Shanice-Paris Goff, 18, off Beddington Road, St Paul’s Cray fell from the 17th floor of Hastings House, Mulgrave Road, in April 2012.
Her mother Mildred Goff told Southwark Coroner's Court that officers were aggressive when they came to her house looking for Shanice-Paris during her eight months on the run from June 2011.
Mrs Goff said two friends of her daughter had reported that when officers found her at the flats on the day she died, one said 'you're going back to prison for a long time' and was aggressive.
"When they had come to my house, they were being aggressive, because she wasn't there."

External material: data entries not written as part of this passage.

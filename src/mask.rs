//! Digit masking and zero padding.
//!
//! Neither operation fails; non-finite input comes back as its numeral.

use crate::notation::{number_to_string, to_fixed};
use crate::validate::is_valid_number;
use serde::{Deserialize, Serialize};

/// Trailing digits left visible when a whole number is masked with defaults.
const DEFAULT_VISIBLE_END: usize = 2;

/// Mask for fractional digits when [`mask_number`] is called without options.
const IMPLICIT_DECIMAL_MASK: &str = "*";

/// Mask for fractional digits when [`mask_number`] is called with options.
const EXPLICIT_DECIMAL_MASK: &str = "#";

/// Options for [`mask_number`].
#[derive(Debug, Clone, PartialEq, Eq, Serialize, Deserialize)]
#[serde(default, rename_all = "camelCase")]
pub struct MaskOptions {
    /// Leading integer digits left visible. Default 0.
    pub start: Option<usize>,
    /// Trailing integer digits left visible. Default 2.
    pub end: Option<usize>,
    /// Repeated over hidden integer digits. Default `"*"`.
    pub mask: String,
    /// Keep fractional digits as they are. Default false.
    pub preserve_decimals: bool,
}

impl Default for MaskOptions {
    fn default() -> Self {
        Self {
            start: None,
            end: None,
            mask: "*".to_string(),
            preserve_decimals: false,
        }
    }
}

impl MaskOptions {
    /// Keep `start` leading and `end` trailing digits of a whole number visible.
    ///
    /// # Examples
    ///
    /// ```rust
    /// use numkit::{mask_number, MaskOptions};
    ///
    /// let options = MaskOptions::default().with_visible(2, 2);
    /// assert_eq!(mask_number(123456.0, Some(&options)), "12**56");
    /// ```
    pub fn with_visible(mut self, start: usize, end: usize) -> Self {
        self.start = Some(start);
        self.end = Some(end);
        self
    }

    /// Set the string repeated over hidden digits.
    pub fn with_mask(mut self, mask: impl Into<String>) -> Self {
        self.mask = mask.into();
        self
    }

    /// Keep fractional digits unmasked.
    pub fn with_preserve_decimals(mut self, preserve: bool) -> Self {
        self.preserve_decimals = preserve;
        self
    }
}

/// Hide the digits of a number.
///
/// A number with a fractional part has its whole integer part masked; the
/// fractional digits are kept with `preserve_decimals`, otherwise replaced by
/// `*` when called with `None` and by `#` when called with `Some(options)`.
/// A whole number keeps `start` leading and `end` trailing digits visible.
///
/// # Examples
///
/// ```rust
/// use numkit::{mask_number, MaskOptions};
///
/// assert_eq!(mask_number(1234567.0, None), "*****67");
/// assert_eq!(mask_number(1234.56, None), "****.**");
///
/// let keep = MaskOptions::default().with_preserve_decimals(true);
/// assert_eq!(mask_number(1234.56, Some(&keep)), "****.56");
/// assert_eq!(mask_number(1234.56, Some(&MaskOptions::default())), "****.##");
///
/// let card = MaskOptions::default().with_visible(4, 4).with_mask("X");
/// assert_eq!(mask_number(4111111111111111.0, Some(&card)), "4111XXXXXXXX1111");
/// ```
pub fn mask_number(value: f64, options: Option<&MaskOptions>) -> String {
    if !is_valid_number(value) {
        return number_to_string(value);
    }
    let defaults = MaskOptions::default();
    let (options, decimal_mask) = match options {
        Some(options) => (options, EXPLICIT_DECIMAL_MASK),
        None => (&defaults, IMPLICIT_DECIMAL_MASK),
    };

    let sign = if value < 0.0 { "-" } else { "" };
    let magnitude = value.abs();
    let digits = if magnitude.fract() == 0.0 {
        to_fixed(magnitude, 0)
    } else {
        number_to_string(magnitude)
    };

    // Exponent forms such as "1.5e-7" carry no digit layout worth keeping.
    if digits.contains('e') {
        return format!("{sign}{}", options.mask.repeat(digits.len()));
    }

    match digits.split_once('.') {
        Some((int_part, frac_part)) => {
            let hidden_int = options.mask.repeat(int_part.len());
            let shown_frac = if options.preserve_decimals {
                frac_part.to_string()
            } else {
                decimal_mask.repeat(frac_part.len())
            };
            format!("{sign}{hidden_int}.{shown_frac}")
        }
        None => {
            let start = options.start.unwrap_or(0);
            let end = options.end.unwrap_or(DEFAULT_VISIBLE_END);
            let len = digits.len();
            if start + end >= len {
                return format!("{sign}{digits}");
            }
            format!(
                "{sign}{}{}{}",
                &digits[..start],
                options.mask.repeat(len - start - end),
                &digits[len - end..]
            )
        }
    }
}

/// Zero-pad the integer and fractional parts of a number.
///
/// The integer part is left-padded to `min_integer_digits`, the fractional
/// part right-padded to `min_decimal_digits` (a fractional part of zeros is
/// added when the number has none). The sign stays in front of the padding.
///
/// # Examples
///
/// ```rust
/// use numkit::pad_number;
///
/// assert_eq!(pad_number(5.0, 3, 0), "005");
/// assert_eq!(pad_number(5.0, 3, 2), "005.00");
/// assert_eq!(pad_number(-3.1, 2, 3), "-03.100");
/// assert_eq!(pad_number(1234.5, 2, 1), "1234.5");
/// ```
pub fn pad_number(value: f64, min_integer_digits: usize, min_decimal_digits: usize) -> String {
    if !is_valid_number(value) {
        return number_to_string(value);
    }
    let digits = number_to_string(value.abs());
    if digits.contains('e') {
        return number_to_string(value);
    }
    let (int_part, frac_part) = digits.split_once('.').unwrap_or((digits.as_str(), ""));

    let mut out = String::new();
    if value < 0.0 {
        out.push('-');
    }
    out.push_str(&"0".repeat(min_integer_digits.saturating_sub(int_part.len())));
    out.push_str(int_part);
    if !frac_part.is_empty() || min_decimal_digits > 0 {
        out.push('.');
        out.push_str(frac_part);
        out.push_str(&"0".repeat(min_decimal_digits.saturating_sub(frac_part.len())));
    }
    out
}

Mrs Goff, who said she had not known where her daughter was when she was on the run, wept as she recalled how Shanice-Paris had told her she loved her in a final Facebook message shortly before.
"It was 2.30, I said, 'I'll go to sleep, you should be asleep', she told me she loved me, and that's it."
She had been in a Young Offenders Institution and was released on licence in April 2011 but went AWOL and the Ministry of Justice revoked her licence and issued a custody notification on June 8.
Mrs Goff confirmed that her daughter had behavioural problems at school and a history of robbery.
They were in regular touch when she was on the run and Mrs Goff told her to give herself up but her daughter did not tell her where she was.
"She wouldn't have given it to me because she knows what I'm like, that I would probably have given it to the police," she said.
She agreed that her daughter did not want to go back to prison but said she had never mentioned a desire to end her life.
She had come to ask her for her birth certificate.
Mrs Goff told senior Southwark coroner Dr Andrew Harris and a jury: "She's my child, I've raised my kids to do what's right by the law, and I did did try with my Shanice - I was making her learn to thrive."
Senior forensic practitioner John Hickmott, a crime scene examiner for the Metropolitan Police, confirmed that when he attended the scene he was given a briefing that a female had exited the building by a bedroom window on the 17th floor, and the deceased was found on a grassed area beneath the window.
Dr Harris asked him: "Is it clear, on looking out of the window, that there's no exit?"
The witness replied: "No viable fire exit or exterior walkway."
The coroner asked: "Is it clear there isn't an exit, or is it possible looking at it that one might think there's a safe way out of the building?"
Mr Hickmott said: "There's no safe way out of it."
The inquest, which is expected to last at least seven days, was adjourned until 9.30am tomorrow.